Out on the Haven the white Irish ferry passes. A yacht or two glide by. Seven fast Royal Marine boats flash upstream, as if on their way to storm Pembroke. A vague petrochemical smell hangs in the air. By now we’ve reached Pwllcrochan, a rare Welsh place name in these parts (by what process did the original Welsh place-names become replaced by English ones?). Here there’s a lonely church, deconsecrated and owned by Valero, eager to assert their conservationist credentials. A notice on the door reads, ‘Meeting in progress’.

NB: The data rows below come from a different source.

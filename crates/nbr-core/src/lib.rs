//! # nbr-core: Installation Modeling Core
//!
//! Provides the entity model and reference tables for sizing low-voltage
//! installations according to NBR 5410.
//!
//! ## Design Philosophy
//!
//! A [`Project`] is the root aggregate. It owns:
//! - **Catalogues**: [`Supply`], [`LoadType`] and [`WireType`] entries shared by many circuits
//! - **A circuit forest**: terminal circuits carrying a load, and upstream circuits owning
//!   their downstream circuits
//! - **Conduit runs**: raceways grouping circuits, which fix installation conditions
//!
//! Shared entities are referenced by typed ID rather than by pointer. A circuit stores the
//! [`SupplyId`] it uses and the project resolves it, so one supply edited in the catalogue
//! is seen by every circuit using it, and the graph has no ownership cycles.
//!
//! ## Quick Start
//!
//! ```rust
//! use nbr_core::*;
//!
//! let mut project = Project::new("House");
//! let supply = project.add_supply(Supply::new(Volts(220.0), 1)).unwrap();
//! let load_type = project
//!     .add_load_type(LoadType::new("Outlets", SquareMillimeters(2.5), 1.0))
//!     .unwrap();
//! let wire_type = project
//!     .add_wire_type(WireType::new(WireMaterial::Copper, WireInsulation::Pvc))
//!     .unwrap();
//!
//! let kitchen = Circuit::terminal(
//!     "Kitchen",
//!     supply,
//!     load_type,
//!     wire_type,
//!     Meters(12.0),
//!     Watts(3300.0),
//! );
//! let id = project.insert_circuit(None, 0, kitchen).unwrap();
//!
//! let circuit = project.circuit(id).unwrap();
//! assert_eq!(circuit.current(&project).unwrap(), Amperes(15.0));
//! ```
//!
//! ## ID System
//!
//! Every persisted entity carries a process-unique identifier (newtype around a v4 [`Uuid`]):
//! - IDs keep a supply identifier from being passed where a circuit identifier is expected
//! - IDs survive serialization, so shared references rehydrate as one entity
//!
//! ## Modules
//!
//! - [`tables`] - Reference data loader (ampacity, correction factors, breakers, conduits)
//! - [`components`] - Wire and breaker selections produced from the tables
//! - [`circuit`] - Terminal/upstream circuit sum type and power aggregation
//! - [`project`] - Root aggregate with catalogue, tree, and conduit-run editing
//! - [`fields`] - Field descriptors for presentation binding
//! - [`diagnostics`] - Warning/error collection for reports

use serde::{Deserialize, Serialize};
use uuid::Uuid;

pub mod catalog;
pub mod circuit;
pub mod components;
pub mod conduit;
pub mod config;
pub mod diagnostics;
pub mod error;
pub mod fields;
pub mod project;
pub mod tables;
pub mod units;

pub use catalog::{LoadType, Supply, WireInsulation, WireMaterial, WireType};
pub use circuit::{Circuit, CircuitKind};
pub use components::{Breaker, Wire, WireCriterion};
pub use conduit::{Conduit, ConduitRun, ConduitType};
pub use config::{SizingSettings, StandaloneConditions};
pub use diagnostics::{DiagnosticIssue, Diagnostics, Severity};
pub use error::{NbrError, NbrResult, SelectionFailure};
pub use fields::{
    validate_fields, Choice, ChoiceSource, FieldAccess, FieldDescriptor, FieldFormat, FieldValue,
};
pub use project::{accepts_child, ItemKind, Project};
pub use tables::{BreakerCurve, ReferenceData, ReferenceMethod};
pub use units::{Amperes, Celsius, Meters, Millimeters, SquareMillimeters, Volts, Watts};

// Newtype wrappers for IDs for type safety
macro_rules! entity_id {
    ($(#[$meta:meta])* $name:ident, $kind:literal) => {
        $(#[$meta])*
        #[derive(Debug, Clone, Copy, PartialEq, Eq, Hash, PartialOrd, Ord, Serialize, Deserialize)]
        #[serde(transparent)]
        pub struct $name(Uuid);

        impl $name {
            /// Human-readable entity kind, used in error messages
            pub const KIND: &'static str = $kind;

            /// Generate a fresh, process-unique identifier
            #[inline]
            pub fn new() -> Self {
                $name(Uuid::new_v4())
            }

            #[inline]
            pub fn from_uuid(value: Uuid) -> Self {
                $name(value)
            }

            #[inline]
            pub fn uuid(&self) -> Uuid {
                self.0
            }
        }

        impl Default for $name {
            fn default() -> Self {
                Self::new()
            }
        }

        impl std::fmt::Display for $name {
            fn fmt(&self, f: &mut std::fmt::Formatter<'_>) -> std::fmt::Result {
                self.0.fmt(f)
            }
        }
    };
}

entity_id!(ProjectId, "project");
entity_id!(SupplyId, "supply");
entity_id!(LoadTypeId, "load type");
entity_id!(WireTypeId, "wire type");
entity_id!(CircuitId, "circuit");
entity_id!(ConduitRunId, "conduit run");

#[cfg(test)]
mod tests {
    use super::*;

    #[test]
    fn test_ids_are_unique() {
        let a = CircuitId::new();
        let b = CircuitId::new();
        assert_ne!(a, b);
    }

    #[test]
    fn test_id_serializes_as_plain_uuid() {
        let uuid = Uuid::parse_str("13cb4131-69c7-4483-b23c-e820a18d7ebf").unwrap();
        let id = SupplyId::from_uuid(uuid);
        let json = serde_json::to_string(&id).unwrap();
        assert_eq!(json, "\"13cb4131-69c7-4483-b23c-e820a18d7ebf\"");

        let back: SupplyId = serde_json::from_str(&json).unwrap();
        assert_eq!(back, id);
        assert_eq!(back.uuid(), uuid);
    }

    #[test]
    fn test_id_display() {
        let uuid = Uuid::parse_str("e3f9a216-774e-46ee-986a-190abdb37b32").unwrap();
        assert_eq!(
            CircuitId::from_uuid(uuid).to_string(),
            "e3f9a216-774e-46ee-986a-190abdb37b32"
        );
        assert_eq!(CircuitId::KIND, "circuit");
    }
}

P1070810Soon our second industrial treat looms, Pembroke Power Station. This unassuming building, with its five serial squat chimneys, is the source of the twin lines of pylons that have been our constant companions since the Gwent Levels. We criss-cross the pylons now as we move east, over fields, through a semi-derelict farm, past a lime kiln and a sewage works (the sign ‘ensure all de-sludge valves are closed & locked before leaving site’ hints at a previous unfortunate incident). At Bentlass we meet a young woman and her sheepdog. Her family own the fields we’re in, she says, and she’s a photographer. Then we’re in Monkton, with its large church, and then Pembroke.